§ **Stored data**
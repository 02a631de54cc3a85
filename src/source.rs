//! Region-source interfaces provided by the host application
//!
//! The Cellsparse client never opens image files itself. The host hands it
//! sources that can rasterize a rectangular region of one time frame on
//! demand: the raw image, and two independently rendered label channels
//! (a background/semantic mask and a foreground/instance mask). All three
//! expose the same region-read contract, differing only in the frame type
//! they produce.

use image::{DynamicImage, ImageBuffer, Luma};

use crate::error::Result;

/// One 2D label raster: pixel 0 is "no object", any other value is a label id
///
/// 16-bit pixels leave room for instance ids well beyond the 8-bit range
/// while still round-tripping losslessly through grayscale PNG.
pub type LabelFrame = ImageBuffer<Luma<u16>, Vec<u16>>;

/// Geometry shared by every frame of a source
///
/// Width and height are constant across all frames of one volume; `size_t`
/// is the number of time frames and must be greater than zero for the
/// source to be serializable.
#[derive(Debug, Clone, Copy, PartialEq, Eq)]
pub struct SourceMetadata {
    /// Frame width in pixels
    pub width: u32,
    /// Frame height in pixels
    pub height: u32,
    /// Number of time frames
    pub size_t: usize,
}

/// A rectangular region of one frame to rasterize
///
/// Mirrors the host's region-read contract: a downsample factor, a pixel
/// rectangle, a z-plane, and a time index.
#[derive(Debug, Clone, Copy, PartialEq)]
pub struct RegionRequest {
    /// Downsample factor (1.0 = full resolution)
    pub downsample: f64,
    /// Left edge of the region in pixels
    pub x: u32,
    /// Top edge of the region in pixels
    pub y: u32,
    /// Region width in pixels
    pub width: u32,
    /// Region height in pixels
    pub height: u32,
    /// Z-plane index
    pub z: u32,
    /// Time index
    pub t: usize,
}

impl RegionRequest {
    /// Request one whole frame at full resolution
    ///
    /// Full width and height at downsample 1.0, origin (0, 0), z-plane 0.
    /// This is the only region shape the payload serializer uses.
    pub fn full_frame(metadata: &SourceMetadata, t: usize) -> Self {
        RegionRequest {
            downsample: 1.0,
            x: 0,
            y: 0,
            width: metadata.width,
            height: metadata.height,
            z: 0,
            t,
        }
    }
}

/// A source of 2D rasters indexed by time
///
/// Implemented by the host for the raw image (`Frame = DynamicImage`) and for
/// each rendered label channel (`Frame = LabelFrame`). Implementations report
/// failed reads as [`CellsparseError::Read`](crate::CellsparseError::Read)
/// with the failing time index.
pub trait RegionSource {
    /// Raster type produced by this source
    type Frame;

    /// Geometry shared by all frames
    fn metadata(&self) -> SourceMetadata;

    /// Rasterize one region of one frame
    fn read_region(&self, region: &RegionRequest) -> Result<Self::Frame>;
}

/// An in-memory source backed by pre-rendered frames
///
/// Useful for hosts that already hold the full volume in memory, and as the
/// reference implementation of the [`RegionSource`] contract. Only full-frame
/// reads at downsample 1.0 are supported; the payload serializer never
/// requests anything else.
#[derive(Debug, Clone)]
pub struct MemorySource<F> {
    metadata: SourceMetadata,
    frames: Vec<F>,
}

impl<F> MemorySource<F> {
    /// Wrap pre-rendered frames sharing the given geometry
    pub fn new(metadata: SourceMetadata, frames: Vec<F>) -> Self {
        MemorySource { metadata, frames }
    }
}

impl<F: Clone> RegionSource for MemorySource<F> {
    type Frame = F;

    fn metadata(&self) -> SourceMetadata {
        self.metadata
    }

    fn read_region(&self, region: &RegionRequest) -> Result<F> {
        self.frames
            .get(region.t)
            .cloned()
            .ok_or_else(|| crate::CellsparseError::Read {
                frame: region.t,
                reason: format!("time index out of range (size_t = {})", self.frames.len()),
            })
    }
}

/// Convenience conversion: a [`LabelFrame`] as a codec-ready raster
///
/// Label frames are encoded as 16-bit grayscale so every label id survives
/// the round trip bit-exactly.
pub fn label_frame_to_raster(frame: &LabelFrame) -> DynamicImage {
    DynamicImage::ImageLuma16(frame.clone())
}
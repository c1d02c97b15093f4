//! Sub-button cells.

use crate::shapes::{Circle, DrawTarget, Drawable, Shadow, whiten, with_alpha};
use kurbo::{Point, Rect, RoundedRect, Shape as KurboShape};
use peniko::Color;

/// Fraction of the cell diameter used by its content.
const INTERNAL_RATIO: f64 = 0.75;

/// What a cell shows. The host UI resolves the name to an image or view.
#[derive(Debug, Clone, PartialEq, Eq)]
pub enum CellContent {
    Image(String),
    View(String),
}

/// A circular sub-button revealed when the button opens.
#[derive(Debug, Clone)]
pub struct Cell {
    circle: Circle,
    content: CellContent,
    normal_color: Color,
    interactive: bool,
    shadow: bool,
    /// Signed fade from the last animation frame; negative while closing.
    fade: f64,
}

impl Cell {
    pub fn new(content: CellContent) -> Self {
        let color = Color::WHITE;
        Self {
            circle: Circle::new(Point::ZERO, 0.0, color),
            content,
            normal_color: color,
            interactive: false,
            shadow: false,
            fade: 0.0,
        }
    }

    pub fn image(name: impl Into<String>) -> Self {
        Self::new(CellContent::Image(name.into()))
    }

    pub fn view(label: impl Into<String>) -> Self {
        Self::new(CellContent::View(label.into()))
    }

    pub fn circle(&self) -> &Circle {
        &self.circle
    }

    pub fn content(&self) -> &CellContent {
        &self.content
    }

    pub fn center(&self) -> Point {
        self.circle.center()
    }

    pub fn set_center(&mut self, center: Point) {
        self.circle.set_center(center);
    }

    pub fn radius(&self) -> f64 {
        self.circle.radius()
    }

    pub fn set_radius(&mut self, radius: f64) {
        self.circle.set_radius(radius);
    }

    pub fn color(&self) -> Color {
        self.normal_color
    }

    pub fn set_color(&mut self, color: Color) {
        self.normal_color = color;
        self.circle.set_color(color);
    }

    /// Pressed-state highlight.
    pub fn set_touching(&mut self, touching: bool) {
        let color = if touching {
            whiten(self.normal_color, 0.5)
        } else {
            self.normal_color
        };
        self.circle.set_color(color);
    }

    pub fn is_interactive(&self) -> bool {
        self.interactive
    }

    pub fn set_interactive(&mut self, interactive: bool) {
        self.interactive = interactive;
    }

    pub fn has_shadow(&self) -> bool {
        self.shadow
    }

    pub fn append_shadow(&mut self) {
        self.shadow = true;
    }

    pub fn erase_shadow(&mut self) {
        self.shadow = false;
    }

    /// Apply the content fade for animation progress `key`.
    pub fn update(&mut self, key: f64, open: bool) {
        let ratio = (2.0 * (key * key - 0.5)).max(0.0);
        self.fade = if open { ratio } else { -ratio };
    }

    /// Content opacity in `[0, 1]`.
    pub fn content_alpha(&self) -> f64 {
        self.fade.clamp(0.0, 1.0)
    }

    /// Frame of the content inside the disk.
    pub fn content_rect(&self) -> Rect {
        let half = self.radius() * INTERNAL_RATIO;
        Rect::from_center_size(self.center(), (half * 2.0, half * 2.0))
    }

    pub fn contains(&self, point: Point) -> bool {
        self.circle.contains(point)
    }

    /// Draw the disk, then a placeholder for the content at its current opacity.
    pub fn draw(&self, target: &mut dyn DrawTarget) {
        if self.shadow {
            target.fill_path_with_shadow(self.circle.path(), self.circle.color(), &Shadow::default());
        } else {
            target.draw(&self.circle);
        }
        let alpha = self.content_alpha();
        if alpha > 0.0 {
            let rect = self.content_rect();
            let placeholder = RoundedRect::from_rect(rect, rect.width() * 0.2);
            target.fill_path(&placeholder.to_path(0.1), with_alpha(Color::WHITE, alpha));
        }
    }
}
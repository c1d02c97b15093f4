//! SVG renderer: writes each frame as a standalone SVG document.

use crate::renderer::{RenderContext, RenderResult, Renderer, RendererError};
use kurbo::{Affine, BezPath, Size};
use liquidfab_core::{DrawTarget, Shadow};
use log::debug;
use peniko::Color;
use std::fmt::Write as _;
use std::path::Path;

/// Renders a button frame into SVG markup.
#[derive(Debug)]
pub struct SvgRenderer {
    body: String,
    size: Size,
    transform: Affine,
    paths: usize,
}

impl Default for SvgRenderer {
    fn default() -> Self {
        Self::new()
    }
}

impl SvgRenderer {
    pub fn new() -> Self {
        Self {
            body: String::new(),
            size: Size::ZERO,
            transform: Affine::IDENTITY,
            paths: 0,
        }
    }

    /// Number of `<path>` elements emitted for the current frame.
    pub fn path_count(&self) -> usize {
        self.paths
    }

    /// The complete SVG document for the last built scene.
    pub fn finish(&self) -> String {
        format!(
            "<svg xmlns=\"http://www.w3.org/2000/svg\" width=\"{w}\" height=\"{h}\" viewBox=\"0 0 {w} {h}\">\n{body}</svg>\n",
            w = self.size.width,
            h = self.size.height,
            body = self.body
        )
    }

    /// Write the last built scene to a file.
    pub fn write_to(&self, path: &Path) -> RenderResult<()> {
        std::fs::write(path, self.finish()).map_err(|e| RendererError::Io(e.to_string()))?;
        debug!("wrote {} path(s) to {}", self.paths, path.display());
        Ok(())
    }

    fn transformed(&self, path: &BezPath) -> BezPath {
        let mut path = path.clone();
        path.apply_affine(self.transform);
        path
    }

    fn push_element(&mut self, element: String) {
        self.body.push_str("  ");
        self.body.push_str(&element);
        self.body.push('\n');
        self.paths += 1;
    }
}

/// `rgb(...)` plus opacity in `[0, 1]`.
fn svg_color(color: Color) -> (String, f64) {
    let rgba = color.to_rgba8();
    (
        format!("rgb({},{},{})", rgba.r, rgba.g, rgba.b),
        f64::from(rgba.a) / 255.0,
    )
}

impl DrawTarget for SvgRenderer {
    fn fill_path(&mut self, path: &BezPath, color: Color) {
        let (fill, opacity) = svg_color(color);
        let d = self.transformed(path).to_svg();
        self.push_element(format!(
            "<path d=\"{d}\" fill=\"{fill}\" fill-opacity=\"{opacity:.3}\"/>"
        ));
    }

    fn stroke_path(&mut self, path: &BezPath, color: Color, width: f64) {
        let (stroke, opacity) = svg_color(color);
        let d = self.transformed(path).to_svg();
        let width = width * self.transform.as_coeffs()[0].abs();
        self.push_element(format!(
            "<path d=\"{d}\" fill=\"none\" stroke=\"{stroke}\" stroke-opacity=\"{opacity:.3}\" stroke-width=\"{width:.2}\" stroke-linecap=\"round\"/>"
        ));
    }

    fn fill_path_with_shadow(&mut self, path: &BezPath, color: Color, shadow: &Shadow) {
        let mut offset = path.clone();
        offset.apply_affine(Affine::translate(shadow.offset));
        let (fill, _) = svg_color(shadow.color);
        let d = self.transformed(&offset).to_svg();
        self.push_element(format!(
            "<path d=\"{d}\" fill=\"{fill}\" fill-opacity=\"{:.3}\"/>",
            shadow.opacity
        ));
        self.fill_path(path, color);
    }
}

impl Renderer for SvgRenderer {
    fn build_scene(&mut self, ctx: &RenderContext) {
        let scale = ctx.scale_factor;
        self.body.clear();
        self.paths = 0;
        self.size = Size::new(ctx.viewport_size.width * scale, ctx.viewport_size.height * scale);
        self.transform = Affine::scale(scale) * Affine::translate(ctx.origin.to_vec2());

        let (background, opacity) = svg_color(self.background_color(ctx));
        let _ = writeln!(
            self.body,
            "  <rect width=\"100%\" height=\"100%\" fill=\"{background}\" fill-opacity=\"{opacity:.3}\"/>"
        );
        ctx.button.draw(self);
    }
}

#[cfg(test)]
mod tests {
    use super::*;
    use kurbo::{Point, Rect};
    use liquidfab_core::{Direction, LiquidFloatingActionButton};

    fn button() -> LiquidFloatingActionButton {
        let mut button = LiquidFloatingActionButton::new(Rect::new(100.0, 100.0, 156.0, 156.0), Direction::Up);
        button.add_cell_image("ic_cloud", |_| {});
        button.add_cell_image("ic_system", |_| {});
        button
    }

    #[test]
    fn test_closed_button_scene() {
        let button = button();
        let mut renderer = SvgRenderer::new();
        renderer.build_scene(&RenderContext::new(&button, Size::new(400.0, 400.0)));
        // Base circle, shadow + main circle, plus icon.
        assert_eq!(renderer.path_count(), 4);
        let svg = renderer.finish();
        assert!(svg.starts_with("<svg"));
        assert_eq!(svg.matches("<path").count(), renderer.path_count());
        assert!(svg.contains("stroke-linecap=\"round\""));
    }

    #[test]
    fn test_animating_scene_contains_connectors() {
        let mut button = button();
        button.open();
        button.tick(0.05);
        let mut renderer = SvgRenderer::new();
        renderer.build_scene(&RenderContext::new(&button, Size::new(400.0, 400.0)));
        let connectors = button.base().engine().layer().len() + button.base().big_engine().layer().len();
        assert!(connectors >= 1);
        assert_eq!(renderer.path_count(), 4 + connectors + button.cells().len());
    }

    #[test]
    fn test_scale_and_origin() {
        let button = button();
        let mut renderer = SvgRenderer::new();
        let ctx = RenderContext::new(&button, Size::new(100.0, 50.0))
            .with_scale_factor(2.0)
            .with_origin(Point::ZERO);
        renderer.build_scene(&ctx);
        let svg = renderer.finish();
        assert!(svg.contains("width=\"200\""));
        assert!(svg.contains("height=\"100\""));
    }

    #[test]
    fn test_write_to_file() {
        let button = button();
        let mut renderer = SvgRenderer::new();
        renderer.build_scene(&RenderContext::new(&button, Size::new(200.0, 200.0)));
        let dir = tempfile::tempdir().unwrap();
        let path = dir.path().join("frame.svg");
        renderer.write_to(&path).unwrap();
        let written = std::fs::read_to_string(&path).unwrap();
        assert_eq!(written, renderer.finish());
    }
}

§ **What is required**
The answer must consist solely of the number of lines in the entries that contain the word "last".

§ **Task answer**
3